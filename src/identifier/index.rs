//! UUID → nid resolution index
//!
//! # Sharding
//!
//! The UUID's low byte picks one of 256 shards. Each shard is loaded on
//! first touch with double-checked locking: check the slot, take that
//! shard's load lock, check again, then read the file or start empty. No
//! operation ever holds two shard locks at once.
//!
//! # Allocation
//!
//! New nids come from one atomic counter that counts down from -1, so they
//! are unique across shards without cross-shard coordination. Allocation
//! for a given UUID happens under its shard's write lock, so two threads
//! racing on the same unseen UUID get the same nid.
//!
//! Multi-UUID resolution additionally serializes on `multi_lock`, so
//! overlapping UUID lists agree on one nid whatever their order.

use std::num::NonZeroUsize;
use std::path::{Path, PathBuf};
use std::sync::atomic::{AtomicI32, Ordering};
use std::sync::Arc;

use arc_swap::ArcSwapOption;
use lru::LruCache;
use parking_lot::Mutex;
use uuid::Uuid;

use super::shard::UuidShard;
use super::thread_cache;
use crate::observability::{log_event_with_fields, Event, MetricsRegistry};
use crate::store::StoreResult;

/// Number of UUID shards.
pub const SHARD_COUNT: usize = 256;

/// The first nid ever handed out.
pub const FIRST_NID: i32 = -1;

/// Tuning knobs for an `IdentifierIndex`.
#[derive(Debug, Clone, Copy, PartialEq, Eq)]
pub struct IndexSettings {
    /// Capacity of the nid → UUIDs LRU cache; 0 disables it.
    pub reverse_cache_capacity: usize,
    /// Entries kept in each thread's recent-resolution memo.
    pub thread_cache_capacity: usize,
}

impl Default for IndexSettings {
    fn default() -> Self {
        Self {
            reverse_cache_capacity: 10_000,
            thread_cache_capacity: 32,
        }
    }
}

/// Returns the shard a UUID lives in.
pub fn shard_for(uuid: &Uuid) -> usize {
    uuid.as_bytes()[15] as usize
}

/// Returns the file name of shard `index`.
pub fn shard_file_name(index: usize) -> String {
    format!("{}-uuid-nid.map", index)
}

pub struct IdentifierIndex {
    instance_id: u64,
    directory: PathBuf,
    shards: Box<[ArcSwapOption<UuidShard>]>,
    load_locks: Box<[Mutex<()>]>,
    next_nid: AtomicI32,
    multi_lock: Mutex<()>,
    reverse_cache: Option<Mutex<LruCache<i32, Vec<Uuid>>>>,
    thread_cache_capacity: usize,
    metrics: Arc<MetricsRegistry>,
}

impl IdentifierIndex {
    /// Creates an index over the shard files in `directory`. Nothing is
    /// read until a shard is touched.
    pub fn new(
        directory: impl Into<PathBuf>,
        settings: IndexSettings,
        metrics: Arc<MetricsRegistry>,
    ) -> Self {
        let shards: Vec<_> = (0..SHARD_COUNT).map(|_| ArcSwapOption::empty()).collect();
        let load_locks: Vec<_> = (0..SHARD_COUNT).map(|_| Mutex::new(())).collect();

        Self {
            instance_id: thread_cache::next_instance_id(),
            directory: directory.into(),
            shards: shards.into_boxed_slice(),
            load_locks: load_locks.into_boxed_slice(),
            next_nid: AtomicI32::new(FIRST_NID),
            multi_lock: Mutex::new(()),
            reverse_cache: NonZeroUsize::new(settings.reverse_cache_capacity)
                .map(|capacity| Mutex::new(LruCache::new(capacity))),
            thread_cache_capacity: settings.thread_cache_capacity,
            metrics,
        }
    }

    pub fn directory(&self) -> &Path {
        &self.directory
    }

    /// The nid the next unseen UUID will receive.
    pub fn next_nid(&self) -> i32 {
        self.next_nid.load(Ordering::Acquire)
    }

    /// Lowers the allocation counter so it stays below `next`. The counter
    /// never moves back up.
    pub fn reserve_below(&self, next: i32) {
        assert!(next < 0, "next nid must be negative, got {}", next);
        self.next_nid.fetch_min(next, Ordering::AcqRel);
    }

    fn shard_path(&self, index: usize) -> PathBuf {
        self.directory.join(shard_file_name(index))
    }

    fn shard_at(&self, index: usize) -> StoreResult<Arc<UuidShard>> {
        if let Some(shard) = self.shards[index].load_full() {
            return Ok(shard);
        }

        let _guard = self.load_locks[index].lock();
        if let Some(shard) = self.shards[index].load_full() {
            return Ok(shard);
        }

        let shard = Arc::new(UuidShard::read(&self.shard_path(index))?);
        if let Some(min) = shard.min_nid() {
            self.next_nid
                .fetch_min(min.saturating_sub(1), Ordering::AcqRel);
        }
        self.shards[index].store(Some(Arc::clone(&shard)));

        self.metrics.increment_shards_loaded();
        log_event_with_fields(
            Event::ShardLoaded,
            &[
                ("shard", &index.to_string()),
                ("entries", &shard.len().to_string()),
            ],
        );
        Ok(shard)
    }

    fn shard(&self, uuid: &Uuid) -> StoreResult<Arc<UuidShard>> {
        self.shard_at(shard_for(uuid))
    }

    fn allocate_nid(&self) -> i32 {
        let nid = self.next_nid.fetch_sub(1, Ordering::AcqRel);
        assert!(nid < 0 && nid > i32::MIN, "nid space exhausted");
        nid
    }

    /// Resolves `uuid`, assigning a fresh nid the first time it is seen.
    pub fn get_nid(&self, uuid: &Uuid) -> StoreResult<i32> {
        if let Some(nid) = thread_cache::lookup(self.instance_id, uuid) {
            return Ok(nid);
        }

        let shard = self.shard(uuid)?;
        let (nid, allocated) = match shard.get(uuid) {
            Some(nid) => (nid, false),
            None => {
                let mut entries = shard.entries.write();
                match entries.get(uuid) {
                    Some(&nid) => (nid, false),
                    None => {
                        let nid = self.allocate_nid();
                        entries.insert(*uuid, nid);
                        shard.mark_dirty();
                        (nid, true)
                    }
                }
            }
        };

        if allocated {
            self.metrics.increment_nids_allocated();
            if let Some(cache) = &self.reverse_cache {
                cache.lock().put(nid, vec![*uuid]);
            }
        }
        thread_cache::remember(self.instance_id, *uuid, nid, self.thread_cache_capacity);
        Ok(nid)
    }

    /// Resolves a component known by several UUIDs to one nid.
    ///
    /// The first UUID that already has a nid decides it; otherwise the first
    /// UUID gets a fresh one. Every other UUID is then mapped to that nid,
    /// unless it already has a different one, which it keeps.
    ///
    /// Concurrent calls run one at a time; single-UUID `get_nid` calls are
    /// not blocked.
    ///
    /// # Panics
    ///
    /// Panics if `uuids` is empty.
    pub fn get_nid_for_uuids(&self, uuids: &[Uuid]) -> StoreResult<i32> {
        assert!(!uuids.is_empty(), "at least one UUID is required");
        let _serial = self.multi_lock.lock();

        let mut existing = None;
        for uuid in uuids {
            if let Some(nid) = self.get_if_present(uuid)? {
                existing = Some(nid);
                break;
            }
        }
        let nid = match existing {
            Some(nid) => nid,
            None => self.get_nid(&uuids[0])?,
        };
        for uuid in uuids {
            self.put(uuid, nid)?;
        }
        Ok(nid)
    }

    /// Returns the nid for `uuid` without assigning one.
    pub fn get_if_present(&self, uuid: &Uuid) -> StoreResult<Option<i32>> {
        if let Some(nid) = thread_cache::lookup(self.instance_id, uuid) {
            return Ok(Some(nid));
        }
        Ok(self.shard(uuid)?.get(uuid))
    }

    pub fn contains_key(&self, uuid: &Uuid) -> StoreResult<bool> {
        Ok(self.get_if_present(uuid)?.is_some())
    }

    /// Maps `uuid` to `nid`. Returns true if the mapping was added; false if
    /// `uuid` already had a nid (an existing, different nid is kept).
    ///
    /// # Panics
    ///
    /// Panics if `nid` is not negative.
    pub fn put(&self, uuid: &Uuid, nid: i32) -> StoreResult<bool> {
        assert!(nid < 0, "nid must be negative, got {}", nid);

        let shard = self.shard(uuid)?;
        {
            let mut entries = shard.entries.write();
            if let Some(&existing) = entries.get(uuid) {
                drop(entries);
                if existing != nid {
                    log_event_with_fields(
                        Event::UuidRemapRejected,
                        &[
                            ("uuid", &uuid.to_string()),
                            ("kept_nid", &existing.to_string()),
                            ("offered_nid", &nid.to_string()),
                        ],
                    );
                }
                return Ok(false);
            }
            entries.insert(*uuid, nid);
            shard.mark_dirty();
        }

        self.next_nid
            .fetch_min(nid.saturating_sub(1), Ordering::AcqRel);
        if let Some(cache) = &self.reverse_cache {
            if let Some(uuids) = cache.lock().get_mut(&nid) {
                if !uuids.contains(uuid) {
                    uuids.push(*uuid);
                }
            }
        }
        thread_cache::remember(self.instance_id, *uuid, nid, self.thread_cache_capacity);
        Ok(true)
    }

    /// Returns every UUID mapped to `nid`, sorted.
    ///
    /// Served from the reverse cache when possible; otherwise every shard is
    /// scanned, one at a time.
    pub fn get_keys_for_value(&self, nid: i32) -> StoreResult<Vec<Uuid>> {
        if let Some(cache) = &self.reverse_cache {
            if let Some(uuids) = cache.lock().get(&nid) {
                let mut uuids = uuids.clone();
                uuids.sort_unstable();
                return Ok(uuids);
            }
        }

        let mut found = Vec::new();
        for index in 0..SHARD_COUNT {
            let shard = self.shard_at(index)?;
            let entries = shard.entries.read();
            found.extend(
                entries
                    .iter()
                    .filter(|(_, value)| **value == nid)
                    .map(|(uuid, _)| *uuid),
            );
        }
        found.sort_unstable();

        if !found.is_empty() {
            if let Some(cache) = &self.reverse_cache {
                cache.lock().put(nid, found.clone());
            }
        }
        Ok(found)
    }

    /// Loads every shard. Afterwards the nid counter is below every
    /// persisted nid.
    pub fn load_all(&self) -> StoreResult<()> {
        for index in 0..SHARD_COUNT {
            self.shard_at(index)?;
        }
        Ok(())
    }

    /// Returns true if any shard file exists on disk.
    pub fn has_shard_files(&self) -> bool {
        (0..SHARD_COUNT).any(|index| self.shard_path(index).exists())
    }

    /// Writes every dirty loaded shard. Returns the number written.
    pub fn flush(&self) -> StoreResult<usize> {
        let mut written = 0;
        for index in 0..SHARD_COUNT {
            let shard = match self.shards[index].load_full() {
                Some(shard) => shard,
                None => continue,
            };
            if !shard.take_dirty() {
                continue;
            }
            match shard.write(&self.shard_path(index)) {
                Ok(entries) => {
                    written += 1;
                    self.metrics.increment_shards_flushed();
                    log_event_with_fields(
                        Event::ShardFlushed,
                        &[
                            ("shard", &index.to_string()),
                            ("entries", &entries.to_string()),
                        ],
                    );
                }
                Err(e) => {
                    shard.mark_dirty();
                    return Err(e);
                }
            }
        }
        Ok(written)
    }

    /// Number of shards currently in memory.
    pub fn loaded_shard_count(&self) -> usize {
        self.shards.iter().filter(|s| s.load().is_some()).count()
    }

    /// Number of UUIDs in loaded shards.
    pub fn loaded_len(&self) -> usize {
        self.shards
            .iter()
            .filter_map(|s| s.load_full())
            .map(|shard| shard.len())
            .sum()
    }
}

impl std::fmt::Debug for IdentifierIndex {
    fn fmt(&self, f: &mut std::fmt::Formatter<'_>) -> std::fmt::Result {
        f.debug_struct("IdentifierIndex")
            .field("directory", &self.directory)
            .field("next_nid", &self.next_nid())
            .field("loaded_shards", &self.loaded_shard_count())
            .finish()
    }
}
──────
Repeat each line of the data above, exactly as it appears, from the first through the line that contains "use std::num::NonZeroUsize;".

Exercise result -
filename src/identifier/index.rs
//! UUID → nid resolution index
//!
//! # Sharding
//!
//! The UUID's low byte picks one of 256 shards. Each shard is loaded on
//! first touch with double-checked locking: check the slot, take that
//! shard's load lock, check again, then read the file or start empty. No
//! operation ever holds two shard locks at once.
//!
//! # Allocation
//!
//! New nids come from one atomic counter that counts down from -1, so they
//! are unique across shards without cross-shard coordination. Allocation
//! for a given UUID happens under its shard's write lock, so two threads
//! racing on the same unseen UUID get the same nid.
//!
//! Multi-UUID resolution additionally serializes on `multi_lock`, so
//! overlapping UUID lists agree on one nid whatever their order.

use std::num::NonZeroUsize;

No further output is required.